Records to process:

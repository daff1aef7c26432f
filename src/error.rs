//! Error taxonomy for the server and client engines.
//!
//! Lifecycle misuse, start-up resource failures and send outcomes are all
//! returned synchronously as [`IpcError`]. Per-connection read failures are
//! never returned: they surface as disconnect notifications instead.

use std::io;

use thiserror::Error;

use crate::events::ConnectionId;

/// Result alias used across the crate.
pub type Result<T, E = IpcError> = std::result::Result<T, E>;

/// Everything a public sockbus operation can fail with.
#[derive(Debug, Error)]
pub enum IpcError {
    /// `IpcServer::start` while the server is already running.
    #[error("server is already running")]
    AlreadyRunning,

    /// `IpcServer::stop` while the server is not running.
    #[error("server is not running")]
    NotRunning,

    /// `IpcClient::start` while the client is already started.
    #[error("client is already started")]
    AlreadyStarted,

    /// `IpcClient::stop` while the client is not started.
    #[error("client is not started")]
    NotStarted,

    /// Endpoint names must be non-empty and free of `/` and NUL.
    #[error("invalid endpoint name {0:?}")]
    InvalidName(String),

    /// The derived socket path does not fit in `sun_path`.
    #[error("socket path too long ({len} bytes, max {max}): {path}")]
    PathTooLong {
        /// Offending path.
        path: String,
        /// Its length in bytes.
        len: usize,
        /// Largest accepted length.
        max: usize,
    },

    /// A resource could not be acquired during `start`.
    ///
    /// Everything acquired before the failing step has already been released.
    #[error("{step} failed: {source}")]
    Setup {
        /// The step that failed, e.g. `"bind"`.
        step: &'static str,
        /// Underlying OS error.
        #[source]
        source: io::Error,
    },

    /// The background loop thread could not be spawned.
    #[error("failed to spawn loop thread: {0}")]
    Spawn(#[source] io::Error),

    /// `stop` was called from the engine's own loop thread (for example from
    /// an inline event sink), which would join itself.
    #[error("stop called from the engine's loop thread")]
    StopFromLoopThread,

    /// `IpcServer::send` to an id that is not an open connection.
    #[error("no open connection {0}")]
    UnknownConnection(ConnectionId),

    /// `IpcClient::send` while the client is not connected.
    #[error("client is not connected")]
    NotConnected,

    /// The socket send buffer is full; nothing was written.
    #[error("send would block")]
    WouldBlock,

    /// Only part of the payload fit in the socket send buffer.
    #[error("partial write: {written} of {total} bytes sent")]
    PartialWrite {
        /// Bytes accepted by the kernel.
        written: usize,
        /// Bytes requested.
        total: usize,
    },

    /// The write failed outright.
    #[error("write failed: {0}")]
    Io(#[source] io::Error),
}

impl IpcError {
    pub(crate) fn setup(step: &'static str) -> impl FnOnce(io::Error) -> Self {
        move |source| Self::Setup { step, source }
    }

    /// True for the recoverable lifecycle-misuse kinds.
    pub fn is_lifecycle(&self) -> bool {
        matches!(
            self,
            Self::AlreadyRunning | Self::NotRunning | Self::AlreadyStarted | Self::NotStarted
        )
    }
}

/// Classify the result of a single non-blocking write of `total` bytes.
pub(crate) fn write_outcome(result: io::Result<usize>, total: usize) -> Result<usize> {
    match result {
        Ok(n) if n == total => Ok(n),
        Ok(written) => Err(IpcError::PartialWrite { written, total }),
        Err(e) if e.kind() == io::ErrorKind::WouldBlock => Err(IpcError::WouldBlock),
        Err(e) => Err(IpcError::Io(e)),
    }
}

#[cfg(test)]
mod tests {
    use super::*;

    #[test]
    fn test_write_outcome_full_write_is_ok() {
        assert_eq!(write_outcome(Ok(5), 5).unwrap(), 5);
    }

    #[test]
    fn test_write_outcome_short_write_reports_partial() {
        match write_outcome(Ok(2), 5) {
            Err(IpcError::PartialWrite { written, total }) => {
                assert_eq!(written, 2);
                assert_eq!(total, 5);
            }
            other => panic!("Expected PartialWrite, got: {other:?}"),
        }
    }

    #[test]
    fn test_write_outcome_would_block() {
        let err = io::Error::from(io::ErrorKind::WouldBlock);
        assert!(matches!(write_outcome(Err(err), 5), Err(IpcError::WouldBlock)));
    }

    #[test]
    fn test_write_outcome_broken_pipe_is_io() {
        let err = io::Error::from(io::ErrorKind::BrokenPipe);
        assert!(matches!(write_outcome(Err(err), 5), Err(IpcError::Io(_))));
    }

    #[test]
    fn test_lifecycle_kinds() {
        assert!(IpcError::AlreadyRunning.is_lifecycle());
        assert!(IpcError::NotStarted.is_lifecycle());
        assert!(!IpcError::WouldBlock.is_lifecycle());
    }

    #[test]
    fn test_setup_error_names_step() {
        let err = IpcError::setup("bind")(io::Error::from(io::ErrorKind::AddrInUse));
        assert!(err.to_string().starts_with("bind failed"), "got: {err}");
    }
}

Exercise prompt: Print the records above in full, exactly.

Solution for this problem:
repository daff1aef7c26432f
filename src/error.rs
//! Error taxonomy for the server and client engines.
//!
//! Lifecycle misuse, start-up resource failures and send outcomes are all
//! returned synchronously as [`IpcError`]. Per-connection read failures are
//! never returned: they surface as disconnect notifications instead.

use std::io;

use thiserror::Error;

use crate::events::ConnectionId;

/// Result alias used across the crate.
pub type Result<T, E = IpcError> = std::result::Result<T, E>;

/// Everything a public sockbus operation can fail with.
#[derive(Debug, Error)]
pub enum IpcError {
    /// `IpcServer::start` while the server is already running.
    #[error("server is already running")]
    AlreadyRunning,

    /// `IpcServer::stop` while the server is not running.
    #[error("server is not running")]
    NotRunning,

    /// `IpcClient::start` while the client is already started.
    #[error("client is already started")]
    AlreadyStarted,

    /// `IpcClient::stop` while the client is not started.
    #[error("client is not started")]
    NotStarted,

    /// Endpoint names must be non-empty and free of `/` and NUL.
    #[error("invalid endpoint name {0:?}")]
    InvalidName(String),

    /// The derived socket path does not fit in `sun_path`.
    #[error("socket path too long ({len} bytes, max {max}): {path}")]
    PathTooLong {
        /// Offending path.
        path: String,
        /// Its length in bytes.
        len: usize,
        /// Largest accepted length.
        max: usize,
    },

    /// A resource could not be acquired during `start`.
    ///
    /// Everything acquired before the failing step has already been released.
    #[error("{step} failed: {source}")]
    Setup {
        /// The step that failed, e.g. `"bind"`.
        step: &'static str,
        /// Underlying OS error.
        #[source]
        source: io::Error,
    },

    /// The background loop thread could not be spawned.
    #[error("failed to spawn loop thread: {0}")]
    Spawn(#[source] io::Error),

    /// `stop` was called from the engine's own loop thread (for example from
    /// an inline event sink), which would join itself.
    #[error("stop called from the engine's loop thread")]
    StopFromLoopThread,

    /// `IpcServer::send` to an id that is not an open connection.
    #[error("no open connection {0}")]
    UnknownConnection(ConnectionId),

    /// `IpcClient::send` while the client is not connected.
    #[error("client is not connected")]
    NotConnected,

    /// The socket send buffer is full; nothing was written.
    #[error("send would block")]
    WouldBlock,

    /// Only part of the payload fit in the socket send buffer.
    #[error("partial write: {written} of {total} bytes sent")]
    PartialWrite {
        /// Bytes accepted by the kernel.
        written: usize,
        /// Bytes requested.
        total: usize,
    },

    /// The write failed outright.
    #[error("write failed: {0}")]
    Io(#[source] io::Error),
}

impl IpcError {
    pub(crate) fn setup(step: &'static str) -> impl FnOnce(io::Error) -> Self {
        move |source| Self::Setup { step, source }
    }

    /// True for the recoverable lifecycle-misuse kinds.
    pub fn is_lifecycle(&self) -> bool {
        matches!(
            self,
            Self::AlreadyRunning | Self::NotRunning | Self::AlreadyStarted | Self::NotStarted
        )
    }
}

/// Classify the result of a single non-blocking write of `total` bytes.
pub(crate) fn write_outcome(result: io::Result<usize>, total: usize) -> Result<usize> {
    match result {
        Ok(n) if n == total => Ok(n),
        Ok(written) => Err(IpcError::PartialWrite { written, total }),
        Err(e) if e.kind() == io::ErrorKind::WouldBlock => Err(IpcError::WouldBlock),
        Err(e) => Err(IpcError::Io(e)),
    }
}

#[cfg(test)]
mod tests {
    use super::*;

    #[test]
    fn test_write_outcome_full_write_is_ok() {
        assert_eq!(write_outcome(Ok(5), 5).unwrap(), 5);
    }

    #[test]
    fn test_write_outcome_short_write_reports_partial() {
        match write_outcome(Ok(2), 5) {
            Err(IpcError::PartialWrite { written, total }) => {
                assert_eq!(written, 2);
                assert_eq!(total, 5);
            }
            other => panic!("Expected PartialWrite, got: {other:?}"),
        }
    }

    #[test]
    fn test_write_outcome_would_block() {
        let err = io::Error::from(io::ErrorKind::WouldBlock);
        assert!(matches!(write_outcome(Err(err), 5), Err(IpcError::WouldBlock)));
    }

    #[test]
    fn test_write_outcome_broken_pipe_is_io() {
        let err = io::Error::from(io::ErrorKind::BrokenPipe);
        assert!(matches!(write_outcome(Err(err), 5), Err(IpcError::Io(_))));
    }

    #[test]
    fn test_lifecycle_kinds() {
        assert!(IpcError::AlreadyRunning.is_lifecycle());
        assert!(IpcError::NotStarted.is_lifecycle());
        assert!(!IpcError::WouldBlock.is_lifecycle());
    }

    #[test]
    fn test_setup_error_names_step() {
        let err = IpcError::setup("bind")(io::Error::from(io::ErrorKind::AddrInUse));
        assert!(err.to_string().starts_with("bind failed"), "got: {err}");
    }
}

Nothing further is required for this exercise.